Mother shook her head. ‘That’s fool’s talk, Mary. You’ve listened to your father for too long!’

‘Father made money! No, Mother, he did! But I can make more. I am a better tradeswoman than he. Joseph will testify. Besides you will need me here when that’ – I pointed at the great mound that was her belly – ‘when that is out in the world. Isn’t that so? Best I can be here when you need me and treasure-hunting or selling when you do not.’

‘She’s right, Mother,’ added Joseph. ‘She can find curiosities as if she were a magician and she is even cleverer than Father at getting money out of rich folk.’

Mother sighed.

‘I’ll run errands too. More than ever. Please, Mother! I will have no talent for maiding as well you must know. I would only lose a position as soon as I had gained it, for speaking out of turn or some such. You know how it is with me. I’m insubordinate !’ I was unable to hide a note of triumph as I said this.

Mother sighed again. ‘Yes, indeed you are. And proud of it too, I daresay. Well, maybe you can turn your faults into virtues. Let us see. You have twelve months to prove me wrong. No more.’
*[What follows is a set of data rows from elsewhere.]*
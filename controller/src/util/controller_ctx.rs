use std::sync::Arc;

use k8s_openapi::api::core::v1::{Node, Pod, Service};
use plenuslb_shared::k8s::api::{Api, IntoApi};
use plenuslb_shared::plenuslb::allocation::IPAllocation;
use plenuslb_shared::plenuslb::pool::{EphemeralIPPool, PersistentIPPool};
use tokio_util::sync::CancellationToken;

use super::agent_registry::AgentRegistry;
use super::lock_registry::LockRegistry;
use super::pool_tracker::PoolTracker;

/// Everything a cluster Kubernetes client needs to support for the
/// reconciliation engine. Generalizes the teacher's `ControllerKubeClient`
/// bound to this system's resource set.
pub trait ControllerKubeClient:
    IntoApi<IPAllocation>
    + IntoApi<PersistentIPPool>
    + IntoApi<EphemeralIPPool>
    + IntoApi<Service>
    + IntoApi<Pod>
    + IntoApi<Node>
{
}

impl<
        T: IntoApi<IPAllocation>
            + IntoApi<PersistentIPPool>
            + IntoApi<EphemeralIPPool>
            + IntoApi<Service>
            + IntoApi<Pod>
            + IntoApi<Node>,
    > ControllerKubeClient for T
{
}

/// Shared state handed to every reconciler and background task: the cluster
/// client, the in-memory tracker/lock/registry triple from §4.2-§4.4, and the
/// root cancellation scope tied to leader-lease loss (§5).
pub struct ControllerContext {
    pub client: Arc<dyn ControllerKubeClient>,
    pub pool_tracker: Arc<PoolTracker>,
    pub locks: Arc<LockRegistry>,
    pub agents: Arc<AgentRegistry>,
    pub cancellation: CancellationToken,
    pub cluster_name: String,
}

impl ControllerContext {
    pub fn new(client: Arc<dyn ControllerKubeClient>, cluster_name: String) -> Self {
        ControllerContext {
            client,
            pool_tracker: Arc::new(PoolTracker::new()),
            locks: Arc::new(LockRegistry::new()),
            agents: Arc::new(AgentRegistry::new()),
            cancellation: CancellationToken::new(),
            cluster_name,
        }
    }

    // `Arc<dyn ControllerKubeClient>` implements `IntoApi<T>` for five
    // different `T`s, all sharing the method names `all`/`namespaced`/
    // `default_namespaced`; a bare `ctx.client.namespaced(...)` is ambiguous,
    // so reconcilers go through these typed accessors instead.

    pub fn allocations(&self, namespace: &str) -> Box<dyn Api<IPAllocation>> {
        IntoApi::<IPAllocation>::namespaced(self.client.as_ref(), namespace)
    }

    /// Cluster-wide view across all namespaces, used by watchers that need
    /// to scan every Allocation regardless of namespace (§4.1 pool events).
    pub fn allocations_all(&self) -> Box<dyn Api<IPAllocation>> {
        IntoApi::<IPAllocation>::all(self.client.as_ref())
    }

    pub fn persistent_pools(&self) -> Box<dyn Api<PersistentIPPool>> {
        IntoApi::<PersistentIPPool>::all(self.client.as_ref())
    }

    pub fn ephemeral_pools(&self) -> Box<dyn Api<EphemeralIPPool>> {
        IntoApi::<EphemeralIPPool>::all(self.client.as_ref())
    }

    pub fn services(&self, namespace: &str) -> Box<dyn Api<Service>> {
        IntoApi::<Service>::namespaced(self.client.as_ref(), namespace)
    }

    pub fn services_all(&self) -> Box<dyn Api<Service>> {
        IntoApi::<Service>::all(self.client.as_ref())
    }

    pub fn pods(&self, namespace: &str) -> Box<dyn Api<Pod>> {
        IntoApi::<Pod>::namespaced(self.client.as_ref(), namespace)
    }

    pub fn pods_all(&self) -> Box<dyn Api<Pod>> {
        IntoApi::<Pod>::all(self.client.as_ref())
    }

    /// Used by the allocator's cloud-only node pick (§4.4: "pick a random
    /// cluster node from the orchestrator's node list").
    pub fn nodes(&self) -> Box<dyn Api<Node>> {
        IntoApi::<Node>::all(self.client.as_ref())
    }
}
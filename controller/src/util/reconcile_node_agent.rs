//! Node-Agent pod watcher: keeps [`super::agent_registry::AgentRegistry`]
//! current, and reacts to agent-lost / agent-gained transitions (§4.1 "For a
//! NodeAgent-lost event" / "For a NodeAgent-gained event").
//!
//! Grounded on the teacher's `util::node_watcher` watch loop, generalized
//! from Node objects to the node-agent DaemonSet's Pods, and on
//! `pkg/controller/operator/operatorslist.go`'s readiness-gated directory.

use super::agent_registry::AgentInfo;
use super::agent_speaker;
use super::controller_ctx::ControllerContext;
use super::Result;
use futures::StreamExt;
use k8s_openapi::api::core::v1::Pod;
use kube::runtime::{watcher, WatchStreamExt};
use kube::ResourceExt;
use log::{info, warn};
use plenuslb_agent_proto::AddressInfo;
use plenuslb_shared::plenuslb::allocation::AllocationState;
use std::sync::Arc;

pub const NODE_AGENT_LABEL_SELECTOR: &str = "app=plenuslb-node-agent";

pub async fn run(ctx: Arc<ControllerContext>) {
    let api = ctx.pods_all().as_inner();
    let config = watcher::Config::default().labels(NODE_AGENT_LABEL_SELECTOR);
    let mut stream = Box::pin(watcher::watcher(api, config).default_backoff());
    while let Some(event) = stream.next().await {
        match event {
            Ok(watcher::Event::Apply(pod)) | Ok(watcher::Event::InitApply(pod)) => {
                if let Err(e) = on_agent_seen(&pod, ctx.clone()).await {
                    warn!("node-agent pod {} reconcile failed: {e}", pod.name_any());
                }
            }
            Ok(watcher::Event::Delete(pod)) => {
                on_agent_removed(&pod, ctx.clone()).await;
            }
            Ok(_) => {}
            Err(e) => warn!("node-agent pod watch error: {e}"),
        }
    }
}

fn pod_info(pod: &Pod) -> Option<AgentInfo> {
    let node_name = pod.spec.as_ref()?.node_name.clone()?;
    let pod_ip = pod.status.as_ref()?.pod_ip.clone()?;
    let ready = pod
        .status
        .as_ref()
        .and_then(|s| s.conditions.as_ref())
        .map(|conditions| {
            conditions
                .iter()
                .any(|c| c.type_ == "Ready" && c.status == "True")
        })
        .unwrap_or(false);
    Some(AgentInfo {
        pod_ip,
        node_name,
        ready,
    })
}

async fn on_agent_seen(pod: &Pod, ctx: Arc<ControllerContext>) -> Result<()> {
    let Some(info) = pod_info(pod) else {
        return Ok(());
    };
    let pod_name = pod.name_any();
    let was_known = ctx.agents.by_node_name(&info.node_name).is_some();
    ctx.agents.upsert(pod_name, info.clone());

    if !was_known && info.ready {
        info!("node agent on {} gained; sweeping with a cleanup call", info.node_name);
        if let Err(e) = sweep_node(&info, ctx.clone()).await {
            warn!("cleanup sweep for node {} failed: {e}", info.node_name);
        }
    }
    Ok(())
}

async fn on_agent_removed(pod: &Pod, ctx: Arc<ControllerContext>) {
    let pod_name = pod.name_any();
    let Some(info) = ctx.agents.remove(&pod_name) else {
        return;
    };
    warn!("node agent on {} lost; marking its bindings NodeError", info.node_name);
    if let Err(e) = mark_node_bindings_errored(&info.node_name, ctx).await {
        warn!("failed to mark bindings on lost node {}: {e}", info.node_name);
    }
}

/// §4.1 "collect every address that should remain on that node, and ask the
/// new agent to Cleanup-with-exceptions those".
async fn sweep_node(agent: &AgentInfo, ctx: Arc<ControllerContext>) -> Result<()> {
    let all = ctx.allocations_all().list().await?.items;
    let keep_these: Vec<AddressInfo> = all
        .iter()
        .flat_map(|a| a.spec.allocations.iter())
        .filter(|b| b.node_name.as_deref() == Some(agent.node_name.as_str()))
        .filter_map(|b| {
            b.interface_name
                .clone()
                .map(|interface| AddressInfo {
                    interface,
                    address: b.address.clone(),
                })
        })
        .collect();
    agent_speaker::cleanup(agent, keep_these).await?;
    Ok(())
}

async fn mark_node_bindings_errored(node_name: &str, ctx: Arc<ControllerContext>) -> Result<()> {
    let all = ctx.allocations_all().list().await?.items;
    for allocation in all {
        let on_node = allocation
            .spec
            .allocations
            .iter()
            .any(|b| b.node_name.as_deref() == Some(node_name));
        if !on_node {
            continue;
        }
        let namespace = allocation.namespace().unwrap_or_default();
        let name = allocation.name_any();
        let Some(_lock) = ctx
            .locks
            .acquire(&namespace, &name, "reconcile_node_agent")
            .await
        else {
            warn!("lock contended for {namespace}/{name}; skipping, a future node-agent event will retry");
            continue;
        };
        let api = ctx.allocations(&namespace);
        if let Some(mut current) = api.get(&name).await? {
            let mut status = current.status.take().unwrap_or_default();
            status.state = Some(AllocationState::NodeError);
            status.message = format!("node {node_name} lost");
            current.status = Some(status);
            api.apply(current, "plenuslb-controller").await?;
        }
    }
    Ok(())
}
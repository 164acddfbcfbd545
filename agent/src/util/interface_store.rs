//! In-memory record of every address this agent has bound, per §4.5.
//!
//! `InterfaceStore` owns the single mutex guarding `assignedAddresses`. It
//! never talks to the kernel directly; callers pass in the [`Kernel`] so the
//! same store can be driven by RPC handlers and by the observer loop.

use crate::util::kernel::Kernel;
use log::info;
use std::collections::BTreeSet;
use std::sync::Mutex;

/// `(interface, address)`, ordered so `Cleanup` diffs are deterministic.
pub type Assigned = (String, String);

pub struct InterfaceStore {
    assigned: Mutex<BTreeSet<Assigned>>,
}

impl Default for InterfaceStore {
    fn default() -> Self {
        Self::new()
    }
}

impl InterfaceStore {
    pub fn new() -> Self {
        Self {
            assigned: Mutex::new(BTreeSet::new()),
        }
    }

    pub fn snapshot(&self) -> Vec<Assigned> {
        self.assigned.lock().unwrap().iter().cloned().collect()
    }

    /// Calls the kernel to add `(interface, address)`; inserts into the set
    /// only once the kernel call succeeds. Idempotent: re-adding an address
    /// already in the set still re-asserts it in the kernel.
    pub async fn add_address(
        &self,
        kernel: &dyn Kernel,
        interface: &str,
        address: &str,
    ) -> anyhow::Result<()> {
        kernel.add_address(interface, address).await?;
        let mut guard = self.assigned.lock().unwrap();
        guard.insert((interface.to_string(), address.to_string()));
        info!("bound {address} on {interface}");
        Ok(())
    }

    /// Calls the kernel to remove `(interface, address)`; drops it from the
    /// set only once the kernel call succeeds. Removing an address that was
    /// never assigned is a no-op success.
    pub async fn remove_address(
        &self,
        kernel: &dyn Kernel,
        interface: &str,
        address: &str,
    ) -> anyhow::Result<()> {
        kernel.remove_address(interface, address).await?;
        let mut guard = self.assigned.lock().unwrap();
        guard.remove(&(interface.to_string(), address.to_string()));
        info!("unbound {address} from {interface}");
        Ok(())
    }

    /// Re-asserts every currently assigned address with the kernel. Called
    /// by the observer loop after a kernel notification, under the
    /// assumption that something on the interface may have reverted one of
    /// this agent's bindings.
    pub async fn reassert_all(&self, kernel: &dyn Kernel) -> anyhow::Result<()> {
        let snapshot = self.snapshot();
        for (interface, address) in &snapshot {
            kernel.add_address(interface, address).await?;
        }
        Ok(())
    }

    /// Replaces the whole set with `keep_these`: deletes every kernel address
    /// not in `keep_these`, then re-asserts every entry in `keep_these`
    /// (idempotent). On any kernel error the set is left untouched and the
    /// error is returned; only full success swaps in the new set.
    pub async fn cleanup(&self, kernel: &dyn Kernel, keep_these: Vec<Assigned>) -> anyhow::Result<()> {
        let keep: BTreeSet<Assigned> = keep_these.into_iter().collect();
        let current = kernel.list_bound_addresses().await?;

        for (interface, address) in current.iter() {
            if !keep.contains(&(interface.clone(), address.clone())) {
                kernel.remove_address(interface, address).await?;
            }
        }
        for (interface, address) in keep.iter() {
            kernel.add_address(interface, address).await?;
        }

        let mut guard = self.assigned.lock().unwrap();
        *guard = keep;
        info!("cleanup complete, {} address(es) retained", guard.len());
        Ok(())
    }
}

#[cfg(test)]
mod tests {
    use super::*;
    use crate::util::kernel::MockKernel;
    use mockall::predicate::eq;

    #[tokio::test]
    async fn add_address_inserts_only_after_kernel_succeeds() {
        let mut kernel = MockKernel::new();
        kernel
            .expect_add_address()
            .with(eq("eth0"), eq("10.0.0.1"))
            .returning(|_, _| Ok(()));

        let store = InterfaceStore::new();
        store.add_address(&kernel, "eth0", "10.0.0.1").await.unwrap();
        assert_eq!(
            store.snapshot(),
            vec![("eth0".to_string(), "10.0.0.1".to_string())]
        );
    }

    #[tokio::test]
    async fn add_address_does_not_insert_on_kernel_failure() {
        let mut kernel = MockKernel::new();
        kernel
            .expect_add_address()
            .returning(|_, _| Err(anyhow::anyhow!("netlink error")));

        let store = InterfaceStore::new();
        assert!(store.add_address(&kernel, "eth0", "10.0.0.1").await.is_err());
        assert!(store.snapshot().is_empty());
    }

    #[tokio::test]
    async fn remove_address_drops_from_set() {
        let mut kernel = MockKernel::new();
        kernel.expect_add_address().returning(|_, _| Ok(()));
        kernel.expect_remove_address().returning(|_, _| Ok(()));

        let store = InterfaceStore::new();
        store.add_address(&kernel, "eth0", "10.0.0.1").await.unwrap();
        store.remove_address(&kernel, "eth0", "10.0.0.1").await.unwrap();
        assert!(store.snapshot().is_empty());
    }

    #[tokio::test]
    async fn reassert_all_readds_every_entry_without_mutating_the_set() {
        let mut kernel = MockKernel::new();
        kernel.expect_add_address().times(4).returning(|_, _| Ok(()));

        let store = InterfaceStore::new();
        store.add_address(&kernel, "eth0", "10.0.0.1").await.unwrap();
        store.add_address(&kernel, "eth1", "10.0.0.2").await.unwrap();
        let before = store.snapshot();
        store.reassert_all(&kernel).await.unwrap();
        assert_eq!(store.snapshot(), before);
    }

    #[tokio::test]
    async fn cleanup_deletes_untracked_and_readds_kept() {
        let mut kernel = MockKernel::new();
        kernel.expect_list_bound_addresses().returning(|| {
            Ok(vec![
                ("eth0".to_string(), "10.0.0.1".to_string()),
                ("eth0".to_string(), "10.0.0.2".to_string()),
            ])
        });
        kernel
            .expect_remove_address()
            .with(eq("eth0"), eq("10.0.0.2"))
            .returning(|_, _| Ok(()));
        kernel
            .expect_add_address()
            .with(eq("eth0"), eq("10.0.0.1"))
            .returning(|_, _| Ok(()));

        let store = InterfaceStore::new();
        let keep = vec![("eth0".to_string(), "10.0.0.1".to_string())];
        store.cleanup(&kernel, keep.clone()).await.unwrap();
        assert_eq!(store.snapshot(), keep);
    }

    #[tokio::test]
    async fn cleanup_leaves_set_untouched_on_kernel_error() {
        let mut kernel = MockKernel::new();
        kernel.expect_add_address().returning(|_, _| Ok(()));
        kernel
            .expect_list_bound_addresses()
            .returning(|| Err(anyhow::anyhow!("netlink dump failed")));

        let store = InterfaceStore::new();
        store.add_address(&kernel, "eth0", "10.0.0.1").await.unwrap();
        let before = store.snapshot();
        assert!(store.cleanup(&kernel, vec![]).await.is_err());
        assert_eq!(store.snapshot(), before);
    }
}
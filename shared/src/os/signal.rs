//! Shutdown signal handling, shared by the controller and agent binaries.

use log::trace;

/// Resolves when SIGINT or SIGTERM is received.
pub async fn shutdown() {
    imp::shutdown().await
}

#[cfg(unix)]
mod imp {
    use super::trace;
    use tokio::signal::unix::{signal, SignalKind};

    pub(super) async fn shutdown() {
        let mut sigint =
            signal(SignalKind::interrupt()).expect("failed to install SIGINT handler");
        let mut sigterm =
            signal(SignalKind::terminate()).expect("failed to install SIGTERM handler");
        tokio::select! {
            _ = sigint.recv() => trace!("received SIGINT, starting shutdown"),
            _ = sigterm.recv() => trace!("received SIGTERM, starting shutdown"),
        }
    }
}

#[cfg(not(unix))]
mod imp {
    use super::trace;

    pub(super) async fn shutdown() {
        let _ = tokio::signal::ctrl_c().await;
        trace!("received ctrl-c, starting shutdown");
    }
}
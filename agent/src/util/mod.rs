pub mod interface_store;
pub mod kernel;
pub mod observer;
pub mod rpc_server;
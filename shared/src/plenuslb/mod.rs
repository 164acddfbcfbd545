//! Shared data model for the plenuslb control plane: the CRD types the
//! controller manages, the cloud-adapter trait, and the retry/back-off value
//! type used throughout both binaries.

pub mod allocation;
pub mod metrics;
pub mod pool;
pub mod retry;

/// API group for all plenuslb custom resources.
pub const API_GROUP: &str = "plenus.io";
/// API version for all plenuslb custom resources.
pub const API_VERSION: &str = "v1alpha1";

/// Label placed on node-agent pods so the controller can find them.
pub const NODE_AGENT_LABEL: &str = "plenus.io/node-agent";
/// Name of the cluster-wide leader-election lease.
pub const LEADER_LEASE_NAME: &str = "plenus.io-leader-lease";
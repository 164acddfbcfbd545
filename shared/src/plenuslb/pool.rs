use kube::CustomResource;
use schemars::JsonSchema;
use std::collections::BTreeSet;

/// `HostNetworkInterfaceOptions` tells the allocator to bind addresses
/// directly on a node's network interface via the node agent.
#[derive(Serialize, Deserialize, Clone, Debug, PartialEq, JsonSchema)]
#[serde(rename_all = "camelCase")]
pub struct HostNetworkInterfaceOptions {
    pub add_addresses_to_interface: bool,
    pub interface_name: String,
}

/// `PoolOptions` is shared between the two pool kinds.
#[derive(Serialize, Deserialize, Clone, Debug, Default, PartialEq, JsonSchema)]
#[serde(rename_all = "camelCase")]
pub struct PoolOptions {
    #[serde(default, skip_serializing_if = "Option::is_none")]
    pub host_network_interface: Option<HostNetworkInterfaceOptions>,
}

/// Hetzner Cloud Floating IP integration. The only concrete cloud provider
/// this system ships; `CloudIntegrations` is deliberately a struct-of-options
/// (first non-empty field wins) so adding a second provider is additive.
#[derive(Serialize, Deserialize, Clone, Debug, PartialEq, JsonSchema)]
#[serde(rename_all = "camelCase")]
pub struct HetznerCloud {
    pub token: String,
}

#[derive(Serialize, Deserialize, Clone, Debug, Default, PartialEq, JsonSchema)]
#[serde(rename_all = "camelCase")]
pub struct CloudIntegrations {
    #[serde(default, skip_serializing_if = "Option::is_none")]
    pub hetzner: Option<HetznerCloud>,
}

impl CloudIntegrations {
    /// First-non-empty-field provider name, used to resolve the concrete
    /// [`crate::cloud::CloudAdapter`] implementation for a pool.
    pub fn provider_name(&self) -> Option<&'static str> {
        if self.hetzner.is_some() {
            return Some("hetzner");
        }
        None
    }
}

#[derive(Serialize, Deserialize, Clone, Debug, Default, JsonSchema)]
#[serde(rename_all = "camelCase")]
pub struct IpPoolStatus {
    #[serde(default)]
    pub state: String,
    #[serde(default)]
    pub message: String,
}

/// `PersistentIPPool` is a cluster-scoped set of administrator-declared
/// addresses. Allocations draw addresses from it via the availability
/// tracker; it is read-only to the core outside of that in-memory ledger.
#[derive(CustomResource, Serialize, Deserialize, Clone, Debug, JsonSchema)]
#[kube(
    group = "plenus.io",
    version = "v1alpha1",
    kind = "PersistentIPPool",
    status = "IpPoolStatus",
    printcolumn = r#"{"name":"Addresses", "type":"integer", "jsonPath":".spec.addresses.length"}"#
)]
#[serde(rename_all = "camelCase")]
pub struct PersistentIpPoolSpec {
    pub addresses: BTreeSet<String>,
    pub allowed_namespaces: BTreeSet<String>,
    #[serde(default, skip_serializing_if = "Option::is_none")]
    pub cloud_integration: Option<CloudIntegrations>,
    #[serde(default, skip_serializing_if = "Option::is_none")]
    pub options: Option<PoolOptions>,
}

impl PersistentIpPoolSpec {
    /// A pool's namespace ACL is universal when `allowedNamespaces` is empty.
    pub fn allows_namespace(&self, namespace: &str) -> bool {
        self.allowed_namespaces.is_empty() || self.allowed_namespaces.contains(namespace)
    }

    pub fn host_interface(&self) -> Option<&HostNetworkInterfaceOptions> {
        self.options
            .as_ref()
            .and_then(|o| o.host_network_interface.as_ref())
            .filter(|hi| hi.add_addresses_to_interface)
    }
}

/// `EphemeralIPPool` mints addresses on demand from a cloud provider; it has
/// no pre-declared address set and therefore no availability tracker entry.
#[derive(CustomResource, Serialize, Deserialize, Clone, Debug, JsonSchema)]
#[kube(
    group = "plenus.io",
    version = "v1alpha1",
    kind = "EphemeralIPPool",
    status = "IpPoolStatus"
)]
#[serde(rename_all = "camelCase")]
pub struct EphemeralIpPoolSpec {
    pub allowed_namespaces: BTreeSet<String>,
    pub cloud_integration: CloudIntegrations,
    #[serde(default, skip_serializing_if = "Option::is_none")]
    pub options: Option<PoolOptions>,
}

impl EphemeralIpPoolSpec {
    pub fn allows_namespace(&self, namespace: &str) -> bool {
        self.allowed_namespaces.is_empty() || self.allowed_namespaces.contains(namespace)
    }

    pub fn host_interface(&self) -> Option<&HostNetworkInterfaceOptions> {
        self.options
            .as_ref()
            .and_then(|o| o.host_network_interface.as_ref())
            .filter(|hi| hi.add_addresses_to_interface)
    }
}

#[cfg(test)]
mod tests {
    use super::*;

    #[test]
    fn universal_acl_is_empty_allowed_namespaces() {
        let spec = PersistentIpPoolSpec {
            addresses: BTreeSet::new(),
            allowed_namespaces: BTreeSet::new(),
            cloud_integration: None,
            options: None,
        };
        assert!(spec.allows_namespace("any-namespace"));
    }

    #[test]
    fn acl_rejects_namespace_not_listed() {
        let mut allowed = BTreeSet::new();
        allowed.insert("ns1".to_string());
        let spec = PersistentIpPoolSpec {
            addresses: BTreeSet::new(),
            allowed_namespaces: allowed,
            cloud_integration: None,
            options: None,
        };
        assert!(spec.allows_namespace("ns1"));
        assert!(!spec.allows_namespace("ns2"));
    }

    #[test]
    fn provider_name_resolves_hetzner() {
        let integ = CloudIntegrations {
            hetzner: Some(HetznerCloud {
                token: "t".to_string(),
            }),
        };
        assert_eq!(integ.provider_name(), Some("hetzner"));
        assert_eq!(CloudIntegrations::default().provider_name(), None);
    }
}
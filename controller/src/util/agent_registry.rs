//! Registry of known node-agent pods (§2, §4.4 "Node picking").
//!
//! Grounded on `pkg/controller/operator/operatorslist.go`'s in-memory pod
//! store and `GetRandomOperatorNode`/`SearchOperatorByClusterNodeName`.

use log::trace;
use plenuslb_shared::plenuslb::retry::Backoff;
use rand::seq::SliceRandom;
use std::collections::HashMap;
use std::sync::RwLock;

pub const NODE_AGENT_PORT: u16 = 10000;

#[derive(Clone, Debug, PartialEq, Eq)]
pub struct AgentInfo {
    pub pod_ip: String,
    pub node_name: String,
    pub ready: bool,
}

impl AgentInfo {
    pub fn endpoint(&self) -> String {
        format!("http://{}:{}", self.pod_ip, NODE_AGENT_PORT)
    }
}

/// Keyed by pod name, kept current by the node-agent-pod reconciler
/// ([`super::reconcile_node_agent`]).
pub struct AgentRegistry {
    agents: RwLock<HashMap<String, AgentInfo>>,
}

impl Default for AgentRegistry {
    fn default() -> Self {
        Self::new()
    }
}

impl AgentRegistry {
    pub fn new() -> Self {
        AgentRegistry {
            agents: RwLock::new(HashMap::new()),
        }
    }

    pub fn upsert(&self, pod_name: String, info: AgentInfo) {
        self.agents.write().unwrap().insert(pod_name, info);
    }

    pub fn remove(&self, pod_name: &str) -> Option<AgentInfo> {
        self.agents.write().unwrap().remove(pod_name)
    }

    pub fn by_node_name(&self, node_name: &str) -> Option<AgentInfo> {
        self.agents
            .read()
            .unwrap()
            .values()
            .find(|a| a.node_name == node_name)
            .cloned()
    }

    pub fn all(&self) -> Vec<AgentInfo> {
        self.agents.read().unwrap().values().cloned().collect()
    }

    /// Every agent except the one on `node_name`, ready or not (§4.4
    /// `EnsureIPAllocationOnNode`'s "remove from every other ready agent").
    pub fn all_except(&self, node_name: &str) -> Vec<AgentInfo> {
        self.agents
            .read()
            .unwrap()
            .values()
            .filter(|a| a.node_name != node_name)
            .cloned()
            .collect()
    }

    /// Picks a random ready agent, retrying with [`Backoff::NODE_PICK`] while
    /// none is ready.
    pub async fn pick_ready_random(&self) -> Option<AgentInfo> {
        let backoff = Backoff::NODE_PICK;
        if let Some(agent) = self.pick_ready_once() {
            return Some(agent);
        }
        for (_step, delay) in backoff.steps() {
            tokio::time::sleep(delay).await;
            if let Some(agent) = self.pick_ready_once() {
                return Some(agent);
            }
        }
        trace!("pick_ready_random: exhausted node-pick back-off with no ready agent");
        None
    }

    fn pick_ready_once(&self) -> Option<AgentInfo> {
        let guard = self.agents.read().unwrap();
        let ready: Vec<&AgentInfo> = guard.values().filter(|a| a.ready).collect();
        ready.choose(&mut rand::thread_rng()).map(|a| (*a).clone())
    }

    pub fn count(&self) -> usize {
        self.agents.read().unwrap().len()
    }
}

#[cfg(test)]
mod tests {
    use super::*;

    fn agent(node: &str, ready: bool) -> AgentInfo {
        AgentInfo {
            pod_ip: "10.0.0.1".to_string(),
            node_name: node.to_string(),
            ready,
        }
    }

    #[test]
    fn by_node_name_finds_registered_agent() {
        let registry = AgentRegistry::new();
        registry.upsert("pod-a".to_string(), agent("node-a", true));
        assert!(registry.by_node_name("node-a").is_some());
        assert!(registry.by_node_name("node-b").is_none());
    }

    #[test]
    fn all_except_excludes_only_the_named_node() {
        let registry = AgentRegistry::new();
        registry.upsert("pod-a".to_string(), agent("node-a", true));
        registry.upsert("pod-b".to_string(), agent("node-b", true));
        let others = registry.all_except("node-a");
        assert_eq!(others.len(), 1);
        assert_eq!(others[0].node_name, "node-b");
    }

    #[tokio::test]
    async fn pick_ready_random_skips_not_ready_agents() {
        let registry = AgentRegistry::new();
        registry.upsert("pod-a".to_string(), agent("node-a", false));
        registry.upsert("pod-b".to_string(), agent("node-b", true));
        let picked = registry.pick_ready_random().await.unwrap();
        assert_eq!(picked.node_name, "node-b");
    }
}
‘I am glad you have seen sense. I—’

‘Mind you do not overstep the mark, Mary Anning,’ Mother interrupted sternly. ‘You’ll not wrap me around your little finger. Now, make a start on those potatoes while Joseph fetches Father’s papers. Let us see how we might resolve matters.’

We were owed money. Not enough to end our troubles by any means, but enough to keep the worst of the creditors away from our door and us out of the workhouse. Not everyone who owed money paid promptly. It seemed that the richer they were, the more high and mighty, the less likely they were to settle a bill. It took Mother almost a fortnight to collect it all in.

‘Sometimes,’ Mother said, through gritted teeth, ‘sometimes tis like they believe they are doing us the favour, nay, giving us the privilege of doing work for them and they are amazed that we should wish to be paid as well!’

She was enormous with the baby that had yet to make its way into the world and cut a fearsome figure as she hunted down our debtors. If they did not respond to a bill delivered to the tradesmen’s entrance, Mother would accost them in the street or march straight up and hammer on their front door, demanding payment that very instant.

She would return, triumphant, and bang the money down on the table for me to count.

‘Seems Mary might have got her skills in trade from you, Mother!’ said Joseph admiringly.

‘Ha! I was a match for most in Blandford market, before I met your father!’ Mother laughed. ‘But, truth be told, I have a new method. When I see these bigwigs squirm and wriggle and try to avoid my eye and to ignore the bill, I just say, “Do you want me to set my Mary on you?” Ooh, they be afear’d of my fierce daughter! They pay quick as you like after that!’

Joseph burst out laughing. He clapped me on the back. ‘Mary the Money Monster! Quake in your boots if she comes for you!’

I am pleased to be fierce. It is useful. Father would have been proud of me but, for once, it was Mother’s praise of me that made me feel ten feet tall. She winked at me and I winked back. We were allies in the war against the debt and the threat of the workhouse.

December came and brought our new brother. Named for Father, Richard was a sickly thing, much like the rest.

Mother’s new-found spirit was not to be found in the wailing, whining creature and he was not long for this world. The new year had scarce begun when we buried him.

Mother did not mourn. I daresay it was a relief to us all.